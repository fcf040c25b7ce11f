//! Time handling utilities for instrument data.

use chrono::{DateTime, NaiveDate, NaiveDateTime, TimeZone, Utc};
use serde::{Deserialize, Serialize};

use crate::error::CommonError;

/// An inclusive calendar-date range used to select decoded files by their
/// embedded date before parsing.
#[derive(Debug, Clone, Copy, PartialEq, Eq, Serialize, Deserialize)]
pub struct DateRange {
    pub start: NaiveDate,
    pub end: NaiveDate,
}

impl DateRange {
    pub fn new(start: NaiveDate, end: NaiveDate) -> Result<Self, CommonError> {
        if start > end {
            return Err(CommonError::InvertedRange {
                start: start.to_string(),
                end: end.to_string(),
            });
        }
        Ok(Self { start, end })
    }

    /// Parse from two `YYYY-MM-DD` strings.
    pub fn from_strs(start: &str, end: &str) -> Result<Self, CommonError> {
        Self::new(parse_date(start)?, parse_date(end)?)
    }

    /// Both boundaries are inclusive.
    pub fn contains(&self, date: NaiveDate) -> bool {
        date >= self.start && date <= self.end
    }
}

/// Parse a `YYYY-MM-DD` calendar date.
pub fn parse_date(s: &str) -> Result<NaiveDate, CommonError> {
    NaiveDate::parse_from_str(s, "%Y-%m-%d")
        .map_err(|_| CommonError::InvalidDate(s.to_string()))
}

/// Parse an ISO 8601 timestamp, assuming UTC when no offset is given.
pub fn parse_datetime(s: &str) -> Result<DateTime<Utc>, CommonError> {
    if let Ok(dt) = DateTime::parse_from_rfc3339(s) {
        return Ok(dt.with_timezone(&Utc));
    }

    if let Ok(ndt) = NaiveDateTime::parse_from_str(s, "%Y-%m-%dT%H:%M:%S%.f") {
        return Ok(Utc.from_utc_datetime(&ndt));
    }

    if let Ok(ndt) = NaiveDateTime::parse_from_str(s, "%Y-%m-%d %H:%M:%S%.f") {
        return Ok(Utc.from_utc_datetime(&ndt));
    }

    Err(CommonError::InvalidTime(s.to_string()))
}

/// Extract the `YYYYMMDD` date embedded in a decoded-record filename.
///
/// Decoded files are named `radem_<tag>_<YYYYMMDD>` plus an extension,
/// e.g. `radem_sci_20231201.tab`. Returns `None` when no date component
/// parses, rather than guessing.
pub fn file_date(filename: &str) -> Option<NaiveDate> {
    let stem = filename.split('.').next()?;

    for part in stem.split('_') {
        if part.len() == 8 && part.chars().all(|c| c.is_ascii_digit()) {
            if let Ok(date) = NaiveDate::parse_from_str(part, "%Y%m%d") {
                return Some(date);
            }
        }
    }

    None
}
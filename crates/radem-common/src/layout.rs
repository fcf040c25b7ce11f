//! Data-directory layout for a pipeline run.
//!
//! The layout is a convention shared with the upstream tooling: `raw/`,
//! `extracted/`, `hdf5/` and `csv/` under a single configurable data root.

use std::path::{Path, PathBuf};

use serde::{Deserialize, Serialize};

/// Directory layout under the data root.
///
/// Each stage exclusively owns its output directory; nothing here enforces
/// that beyond convention.
#[derive(Debug, Clone, Serialize, Deserialize)]
pub struct DataLayout {
    root: PathBuf,
}

impl DataLayout {
    pub fn new(root: impl Into<PathBuf>) -> Self {
        Self { root: root.into() }
    }

    pub fn root(&self) -> &Path {
        &self.root
    }

    /// Mirrored upstream archives, organized by source and date.
    pub fn raw(&self) -> PathBuf {
        self.root.join("raw")
    }

    /// Stable location-independent pointer to the mirrored subtree.
    pub fn raw_latest(&self) -> PathBuf {
        self.raw().join("latest")
    }

    /// Decompressed decoded-record files (flat).
    pub fn extracted(&self) -> PathBuf {
        self.root.join("extracted")
    }

    /// Binary keyed table stores. The directory name is kept from the
    /// upstream convention even though the container format is our own.
    pub fn hdf5(&self) -> PathBuf {
        self.root.join("hdf5")
    }

    /// Delimited text table stores.
    pub fn csv(&self) -> PathBuf {
        self.root.join("csv")
    }

    /// Create every stage directory that does not exist yet.
    pub fn ensure_dirs(&self) -> std::io::Result<()> {
        for dir in [self.raw(), self.extracted(), self.hdf5(), self.csv()] {
            std::fs::create_dir_all(&dir)?;
        }
        Ok(())
    }
}
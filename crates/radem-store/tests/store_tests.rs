//! Integration tests for the binary and text stores.

use chrono::{DateTime, Duration, TimeZone, Utc};
use radem_common::table::ChannelTable;
use radem_store::{
    verify_binary_roundtrip, verify_text_roundtrip, write_csv, BinaryStore, StoreError,
};

fn start() -> DateTime<Utc> {
    Utc.with_ymd_and_hms(2023, 12, 1, 0, 0, 0).unwrap()
}

/// A table with awkward values: subnormals, negative zero, NaN, infinities.
fn awkward_table(label: &str, n_rows: usize) -> ChannelTable {
    let columns: Vec<String> = (0..6).map(|i| format!("c{}", i)).collect();
    let mut table = ChannelTable::new(label, columns);
    for i in 0..n_rows {
        let x = i as f64;
        table
            .push_row(
                start() + Duration::seconds(i as i64),
                vec![
                    x * 0.1,
                    -0.0,
                    f64::MIN_POSITIVE / 2.0,
                    if i % 7 == 0 { f64::NAN } else { x },
                    f64::NEG_INFINITY,
                    1.0 / (x + 1.0),
                ],
            )
            .unwrap();
    }
    table
}

#[test]
fn multiple_tables_coexist_under_distinct_keys() {
    let tmp = tempfile::tempdir().unwrap();
    let path = tmp.path().join("radem.rdtb");

    let science = awkward_table("science", 50);
    let housekeeping = awkward_table("housekeeping", 20);

    let mut store = BinaryStore::new();
    store.insert("science", science.clone()).unwrap();
    store.insert("housekeeping", housekeeping.clone()).unwrap();
    store.save(&path).unwrap();

    let loaded = BinaryStore::load(&path).unwrap();
    assert_eq!(loaded.len(), 2);
    assert_eq!(
        loaded.keys().collect::<Vec<_>>(),
        vec!["housekeeping", "science"]
    );
    assert_eq!(loaded.get("science").unwrap().n_rows(), 50);
    assert_eq!(loaded.get("housekeeping").unwrap().n_rows(), 20);

    verify_binary_roundtrip(&path, "science", &science).unwrap();
    verify_binary_roundtrip(&path, "housekeeping", &housekeeping).unwrap();
}

#[test]
fn binary_round_trip_is_bit_exact() {
    let tmp = tempfile::tempdir().unwrap();
    let path = tmp.path().join("exact.rdtb");

    let table = awkward_table("science", 200);
    let mut store = BinaryStore::new();
    store.insert("science", table.clone()).unwrap();
    store.save(&path).unwrap();

    let loaded = BinaryStore::load(&path).unwrap();
    let reloaded = loaded.get("science").unwrap();

    assert_eq!(reloaded.times(), table.times());
    assert_eq!(reloaded.column_names(), table.column_names());
    for c in 0..table.n_cols() {
        for (a, b) in table.column_at(c).iter().zip(reloaded.column_at(c)) {
            assert_eq!(a.to_bits(), b.to_bits());
        }
    }
    // Negative zero keeps its sign bit.
    assert!(reloaded.column("c1").unwrap()[0].is_sign_negative());
}

#[test]
fn text_round_trip_within_tolerance() {
    let tmp = tempfile::tempdir().unwrap();
    let path = tmp.path().join("table.csv");

    let table = awkward_table("science", 100);
    write_csv(&table, &path).unwrap();
    verify_text_roundtrip(&path, &table).unwrap();
}

#[test]
fn loading_garbage_fails_cleanly() {
    let tmp = tempfile::tempdir().unwrap();
    let path = tmp.path().join("garbage.rdtb");
    std::fs::write(&path, b"this is not a table store").unwrap();

    assert!(matches!(
        BinaryStore::load(&path),
        Err(StoreError::BadMagic)
    ));
}
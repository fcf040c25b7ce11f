//! Ingest stage: parse decoded records, normalize, persist, verify.
//!
//! For each configured channel kind: run the chosen call pattern over the
//! extracted directory, normalize into one table, write it to the shared
//! binary store under the kind's key and to a per-kind CSV file, then read
//! both back and check the round trips. Parse failures propagate unchanged;
//! a round-trip mismatch is an explicit error, never silently corrected.

use anyhow::{Context, Result};
use radem_common::DataLayout;
use radem_ingest::{ingest, DecodedFileSource, RecordSource};
use radem_store::{
    verify_binary_roundtrip, verify_text_roundtrip, write_csv, BinaryStore,
};
use tracing::info;

use crate::config::PipelineConfig;

/// Run the ingest stage for every configured kind.
pub fn run_ingest(config: &PipelineConfig, layout: &DataLayout) -> Result<()> {
    let source = DecodedFileSource::new(config.ingest.extension.clone());
    let extracted = layout.extracted();
    let range = config.date_range();

    let mut store = BinaryStore::new();
    let mut csv_paths = Vec::new();

    for kind in &config.ingest.kinds {
        let table = ingest(
            &source as &dyn RecordSource,
            &extracted,
            *kind,
            range.as_ref(),
            config.ingest.pattern,
        )
        .with_context(|| format!("Ingest failed for {} channels", kind))?;

        info!(
            kind = %kind,
            rows = table.n_rows(),
            cols = table.n_cols(),
            "Normalized channel table"
        );

        let csv_path = layout.csv().join(format!("radem_{}.csv", kind.file_tag()));
        write_csv(&table, &csv_path)
            .with_context(|| format!("Failed to write {}", csv_path.display()))?;
        csv_paths.push((csv_path, table.clone()));

        store
            .insert(kind.to_string(), table)
            .context("Duplicate kind in ingest configuration")?;
    }

    let binary_path = layout.hdf5().join(&config.store.binary_file);
    store
        .save(&binary_path)
        .with_context(|| format!("Failed to write {}", binary_path.display()))?;

    // Immediate read-back verification: exact for the binary store,
    // tolerance-bounded for the text form.
    for key in config.ingest.kinds.iter().map(|k| k.to_string()) {
        let original = store
            .get(&key)
            .with_context(|| format!("Table {} missing after insert", key))?;
        verify_binary_roundtrip(&binary_path, &key, original)
            .with_context(|| format!("Binary round-trip failed for {}", key))?;
    }
    for (csv_path, original) in &csv_paths {
        verify_text_roundtrip(csv_path, original)
            .with_context(|| format!("Text round-trip failed for {}", csv_path.display()))?;
    }

    info!(
        store = %binary_path.display(),
        tables = store.len(),
        "Ingest complete, round trips verified"
    );
    Ok(())
}
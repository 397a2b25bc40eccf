//! Property-based tests for the symmetric strategies
//!
//! These tests verify the invariants every ciphertext must uphold:
//!
//! 1. **Round-trip**: decrypt(encrypt(m, aad), aad) == m
//! 2. **Tamper detection**: any bit flip after the version header fails
//!    authentication
//! 3. **AAD binding**: different associated data fails authentication
//! 4. **Key commitment**: a ciphertext does not open under another key
//! 5. **Length floor**: inputs below the minimum are rejected up front

use natrium_crypto::{
    Algorithm, BinaryString, CryptoError, Entropy, SharedKey, SystemEntropy,
    aead::{MIN_CIPHERTEXT_BYTES, VERSION},
};
use proptest::prelude::*;

// Entropy that fills every buffer with one byte value
struct FixedEntropy(u8);

impl Entropy for FixedEntropy {
    fn fill(&self, buffer: &mut [u8]) {
        buffer.fill(self.0);
    }
}

fn key_strategy() -> impl Strategy<Value = [u8; 32]> {
    prop::collection::vec(any::<u8>(), 32..=32).prop_map(|v| {
        let mut arr = [0u8; 32];
        arr.copy_from_slice(&v);
        arr
    })
}

fn available_algorithms() -> Vec<Algorithm> {
    Algorithm::ALL.into_iter().filter(|algorithm| algorithm.is_available()).collect()
}

proptest! {
    #![proptest_config(ProptestConfig::with_cases(100))]

    #[test]
    fn prop_roundtrip_every_algorithm(
        key in key_strategy(),
        plaintext in prop::collection::vec(any::<u8>(), 0..1000),
        aad in prop::collection::vec(any::<u8>(), 0..64),
    ) {
        let key = SharedKey::from_bytes(&key).unwrap();

        for algorithm in available_algorithms() {
            let aad: &[u8] = if algorithm.strategy().supports_aad() { &aad } else { &[] };

            let ciphertext = algorithm.encrypt(&key, &plaintext, aad, &SystemEntropy).unwrap();
            prop_assert_eq!(ciphertext.len(), algorithm.min_ciphertext_len() + plaintext.len());

            let decrypted = algorithm.decrypt(&key, ciphertext.as_bytes(), aad).unwrap();
            prop_assert_eq!(&decrypted, &plaintext, "algorithm {}", algorithm);
        }
    }

    #[test]
    fn prop_tamper_after_header_fails(
        key in key_strategy(),
        plaintext in prop::collection::vec(any::<u8>(), 0..256),
        position in any::<prop::sample::Index>(),
        bit in 0u8..8,
    ) {
        let key = SharedKey::from_bytes(&key).unwrap();
        let algorithm = Algorithm::XChaCha20Blake2b;

        let ciphertext = algorithm.encrypt(&key, &plaintext, b"", &SystemEntropy).unwrap();
        let mut bytes = ciphertext.into_bytes();
        let position = VERSION.len() + position.index(bytes.len() - VERSION.len());
        bytes[position] ^= 1 << bit;

        prop_assert_eq!(
            algorithm.decrypt(&key, &bytes, b"").unwrap_err(),
            CryptoError::AuthenticationFailure
        );
    }

    #[test]
    fn prop_aad_is_bound(
        key in key_strategy(),
        plaintext in prop::collection::vec(any::<u8>(), 0..256),
        aad in prop::collection::vec(any::<u8>(), 0..64),
        other in prop::collection::vec(any::<u8>(), 0..64),
    ) {
        prop_assume!(aad != other);
        let key = SharedKey::from_bytes(&key).unwrap();

        for algorithm in available_algorithms() {
            if !algorithm.strategy().supports_aad() {
                continue;
            }
            let ciphertext = algorithm.encrypt(&key, &plaintext, &aad, &SystemEntropy).unwrap();
            prop_assert_eq!(
                algorithm.decrypt(&key, ciphertext.as_bytes(), &other).unwrap_err(),
                CryptoError::AuthenticationFailure
            );
        }
    }

    #[test]
    fn prop_ciphertext_commits_to_key(
        key in key_strategy(),
        other in key_strategy(),
        plaintext in prop::collection::vec(any::<u8>(), 0..256),
    ) {
        prop_assume!(key != other);
        let key = SharedKey::from_bytes(&key).unwrap();
        let other = SharedKey::from_bytes(&other).unwrap();
        let algorithm = Algorithm::XChaCha20Blake2b;

        let ciphertext = algorithm.encrypt(&key, &plaintext, b"", &SystemEntropy).unwrap();
        prop_assert_eq!(
            algorithm.decrypt(&other, ciphertext.as_bytes(), b"").unwrap_err(),
            CryptoError::AuthenticationFailure
        );
    }

    #[test]
    fn prop_short_input_rejected(
        key in key_strategy(),
        len in 0usize..MIN_CIPHERTEXT_BYTES,
    ) {
        let key = SharedKey::from_bytes(&key).unwrap();
        let input = vec![0u8; len];

        prop_assert_eq!(
            Algorithm::XChaCha20Blake2b.decrypt(&key, &input, b"").unwrap_err(),
            CryptoError::MessageTooShort { minimum: MIN_CIPHERTEXT_BYTES, actual: len }
        );
    }
}

#[test]
fn encryption_is_not_deterministic() {
    let key = SharedKey::generate(&SystemEntropy);

    for algorithm in available_algorithms() {
        let a = algorithm.encrypt(&key, b"same message", b"", &SystemEntropy).unwrap();
        let b = algorithm.encrypt(&key, b"same message", b"", &SystemEntropy).unwrap();
        assert_ne!(a, b, "algorithm {algorithm}");
    }
}

#[test]
fn fixed_entropy_reproduces_ciphertext() {
    let key = SharedKey::from_bytes(&[3u8; 32]).unwrap();
    let algorithm = Algorithm::XChaCha20Blake2b;

    let a = algorithm.encrypt(&key, b"message", b"aad", &FixedEntropy(0x5A)).unwrap();
    let b = algorithm.encrypt(&key, b"message", b"aad", &FixedEntropy(0x5A)).unwrap();
    assert_eq!(a, b);

    // Salt and nonce come straight from the entropy source
    assert!(a.as_bytes()[4..60].iter().all(|&byte| byte == 0x5A));
}

#[test]
fn corrupted_version_header() {
    let key = SharedKey::generate(&SystemEntropy);
    let algorithm = Algorithm::XChaCha20Blake2b;

    for index in 0..VERSION.len() {
        let mut bytes = algorithm.encrypt(&key, b"data", b"", &SystemEntropy).unwrap().into_bytes();
        bytes[index] ^= 0x01;
        assert_eq!(
            algorithm.decrypt(&key, &bytes, b"").unwrap_err(),
            CryptoError::InvalidVersionHeader
        );
    }
}

#[test]
fn ninety_one_bytes_is_too_short() {
    let key = SharedKey::generate(&SystemEntropy);
    let err = Algorithm::XChaCha20Blake2b.decrypt(&key, &[0u8; 91], b"").unwrap_err();

    assert_eq!(err, CryptoError::MessageTooShort { minimum: 92, actual: 91 });
    assert!(err.is_tampering());
}

#[test]
fn legacy_secretbox_rejects_aad() {
    let key = SharedKey::generate(&SystemEntropy);

    assert_eq!(
        Algorithm::XSalsa20Poly1305.encrypt(&key, b"data", b"aad", &SystemEntropy).unwrap_err(),
        CryptoError::UnsupportedAssociatedData { algorithm: "xsalsa20-poly1305" }
    );
}

#[test]
fn strategies_do_not_read_each_others_output() {
    let key = SharedKey::generate(&SystemEntropy);
    let ciphertext =
        Algorithm::XChaCha20Poly1305.encrypt(&key, &[0u8; 100], b"", &SystemEntropy).unwrap();

    assert!(Algorithm::XChaCha20Blake2b.decrypt(&key, ciphertext.as_bytes(), b"").is_err());
}
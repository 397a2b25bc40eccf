//! The Natrium facade
//!
//! # Key Hierarchy
//!
//! ```text
//!                    root SharedKey
//!                          │
//!          ┌───────────────┴───────────────┐
//!          ▼                               ▼
//!   derive(root, context)     derive(root, "natrium.signature")
//!          │                               │
//!          ▼                               ▼
//!   HMAC-SHA-512/256 or              Ed25519 seed
//!   Algorithm strategy
//! ```
//!
//! Every operation derives its sub-key from the root for that one call, as
//! `SharedKey::derive(root, context, "")`. The caller-supplied context is the
//! only separation between domains: a ciphertext produced under context
//! `"cookies"` does not decrypt under context `"sessions"`. Subsystems that
//! need both a MAC and an encryption key pick distinct contexts for them.

use std::fmt;

use crate::{
    aead::Algorithm,
    asymmetric::Asymmetric,
    config::NatriumConfig,
    encoding::{BinaryString, Ciphertext, Digest, MessageSignature},
    entropy::{Entropy, SystemEntropy},
    error::CryptoError,
    kdf,
    keys::{
        EncryptionKeyPair, EncryptionPublicKey, Key, SharedKey, SignatureKeyPair,
        SignaturePublicKey,
    },
};

/// Context under which the facade's signature key pair is derived
pub const SIGNATURE_CONTEXT: &[u8] = b"natrium.signature";

/// Root key holder deriving per-context sub-keys.
///
/// Sub-keys are derived on every call and never cached.
pub struct KeyChain {
    root: SharedKey,
}

impl KeyChain {
    /// Wrap a root key.
    pub fn new(root: SharedKey) -> Self {
        Self { root }
    }

    /// Fingerprint of the root key.
    pub fn root_id(&self) -> String {
        self.root.id()
    }

    /// Derive the sub-key for `context`.
    ///
    /// Equal to `SharedKey::derive(root, context, b"")`.
    pub fn derive(&self, context: &[u8]) -> Result<SharedKey, CryptoError> {
        if context.is_empty() {
            return Err(CryptoError::InvalidContext);
        }
        Ok(self.derive_unchecked(context))
    }

    fn derive_unchecked(&self, context: &[u8]) -> SharedKey {
        let key = SharedKey::derive(&self.root, context, b"");
        tracing::trace!(
            context_len = context.len(),
            root_id = %self.root.id(),
            key_id = %key.id(),
            "derived sub-key"
        );
        key
    }
}

impl fmt::Debug for KeyChain {
    fn fmt(&self, f: &mut fmt::Formatter<'_>) -> fmt::Result {
        f.debug_struct("KeyChain").field("root_id", &self.root.id()).finish()
    }
}

/// Single entry point for hashing, MACs, encryption and signatures.
///
/// Generic over the randomness source so tests can run with deterministic
/// entropy; production code uses the default [`SystemEntropy`].
pub struct Natrium<E: Entropy = SystemEntropy> {
    keys: KeyChain,
    asymmetric: Asymmetric,
    entropy: E,
}

impl Natrium<SystemEntropy> {
    /// Create a facade over `root` encrypting with `algorithm`.
    pub fn new(root: SharedKey, algorithm: Algorithm) -> Self {
        Self::with_entropy(root, algorithm, SystemEntropy)
    }

    /// Create a facade from configuration.
    pub fn from_config(config: &NatriumConfig) -> Result<Self, CryptoError> {
        let root = config.root_key()?;
        if !config.algorithm.is_available() {
            return Err(CryptoError::AlgorithmUnavailable { algorithm: config.algorithm.name() });
        }
        Ok(Self::new(root, config.algorithm))
    }
}

impl<E: Entropy> Natrium<E> {
    /// Create a facade with an explicit randomness source.
    pub fn with_entropy(root: SharedKey, algorithm: Algorithm, entropy: E) -> Self {
        tracing::debug!(%algorithm, key_id = %root.id(), "natrium initialized");
        Self { keys: KeyChain::new(root), asymmetric: Asymmetric::new(algorithm), entropy }
    }

    /// Symmetric algorithm in use.
    pub fn algorithm(&self) -> Algorithm {
        self.asymmetric.algorithm()
    }

    /// Fingerprint of the root key.
    pub fn key_id(&self) -> String {
        self.keys.root_id()
    }

    /// The key chain backing this facade.
    pub fn key_chain(&self) -> &KeyChain {
        &self.keys
    }

    /// Unkeyed BLAKE2b-256 digest of `data`.
    pub fn hash(&self, data: &[u8]) -> Digest {
        Digest::new(kdf::hash(data))
    }

    /// HMAC-SHA-512/256 of `data` under the `context` MAC key.
    pub fn hmac(&self, data: &[u8], context: &[u8]) -> Result<Digest, CryptoError> {
        let key = self.keys.derive(context)?;
        Ok(Digest::new(kdf::hmac_sha512_256(key.bytes(), data)))
    }

    /// Check `mac` against `data` in constant time.
    pub fn verify_hmac(
        &self,
        data: &[u8],
        mac: &Digest,
        context: &[u8],
    ) -> Result<bool, CryptoError> {
        let expected = self.hmac(data, context)?;
        Ok(expected == *mac)
    }

    /// Encrypt `data` under the `context` encryption key.
    pub fn encrypt(
        &self,
        data: &[u8],
        context: &[u8],
        aad: &[u8],
    ) -> Result<Ciphertext, CryptoError> {
        let key = self.keys.derive(context)?;
        self.algorithm().encrypt(&key, data, aad, &self.entropy)
    }

    /// Decrypt a ciphertext produced by [`encrypt`](Self::encrypt).
    pub fn decrypt(
        &self,
        ciphertext: &[u8],
        context: &[u8],
        aad: &[u8],
    ) -> Result<Vec<u8>, CryptoError> {
        let key = self.keys.derive(context)?;
        self.algorithm().decrypt(&key, ciphertext, aad)
    }

    /// Anonymously encrypt `data` to `public`.
    pub fn encrypt_with_public_key(
        &self,
        public: &EncryptionPublicKey,
        data: &[u8],
    ) -> Result<Ciphertext, CryptoError> {
        self.asymmetric.seal(public, data, &self.entropy)
    }

    /// Open a message sealed to `pair`.
    pub fn decrypt_with_secret_key(
        &self,
        pair: &EncryptionKeyPair,
        sealed: &[u8],
    ) -> Result<Vec<u8>, CryptoError> {
        self.asymmetric.unseal(pair, sealed)
    }

    /// Sign `message` with the root-derived signature key pair.
    pub fn sign(&self, message: &[u8]) -> MessageSignature {
        self.asymmetric.sign(&self.signature_key_pair(), message)
    }

    /// Verify a signature made by [`sign`](Self::sign).
    ///
    /// Empty signature bytes are `InvalidSignature`; any other wrong length
    /// is `InvalidLength`.
    pub fn verify(&self, signature: &[u8], message: &[u8]) -> Result<bool, CryptoError> {
        self.verify_with_public_key(&self.signature_public_key(), signature, message)
    }

    /// Public half of the root-derived signature key pair.
    pub fn signature_public_key(&self) -> SignaturePublicKey {
        self.signature_key_pair().public()
    }

    /// Sign `message` with an explicit key pair.
    pub fn sign_with_secret_key(
        &self,
        pair: &SignatureKeyPair,
        message: &[u8],
    ) -> MessageSignature {
        self.asymmetric.sign(pair, message)
    }

    /// Verify a signature against an explicit public key.
    pub fn verify_with_public_key(
        &self,
        public: &SignaturePublicKey,
        signature: &[u8],
        message: &[u8],
    ) -> Result<bool, CryptoError> {
        let signature = MessageSignature::from_bytes(signature)?;
        Ok(self.asymmetric.verify(public, &signature, message))
    }

    fn signature_key_pair(&self) -> SignatureKeyPair {
        let seed = self.keys.derive_unchecked(SIGNATURE_CONTEXT);
        SignatureKeyPair::from_seed(seed.as_array())
    }
}

impl<E: Entropy> fmt::Debug for Natrium<E> {
    fn fmt(&self, f: &mut fmt::Formatter<'_>) -> fmt::Result {
        f.debug_struct("Natrium")
            .field("key_id", &self.key_id())
            .field("algorithm", &self.algorithm())
            .finish_non_exhaustive()
    }
}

------------------------------------------------

[Required work] Only the lines from the beginning of the entries through the line bearing "Parse from two" should be returned, each exactly as written.

[Exercise result]
repository fcf040c25b7ce11f
//! Time handling utilities for instrument data.

use chrono::{DateTime, NaiveDate, NaiveDateTime, TimeZone, Utc};
use serde::{Deserialize, Serialize};

use crate::error::CommonError;

/// An inclusive calendar-date range used to select decoded files by their
/// embedded date before parsing.
#[derive(Debug, Clone, Copy, PartialEq, Eq, Serialize, Deserialize)]
pub struct DateRange {
    pub start: NaiveDate,
    pub end: NaiveDate,
}

impl DateRange {
    pub fn new(start: NaiveDate, end: NaiveDate) -> Result<Self, CommonError> {
        if start > end {
            return Err(CommonError::InvertedRange {
                start: start.to_string(),
                end: end.to_string(),
            });
        }
        Ok(Self { start, end })
    }

    /// Parse from two `YYYY-MM-DD` strings.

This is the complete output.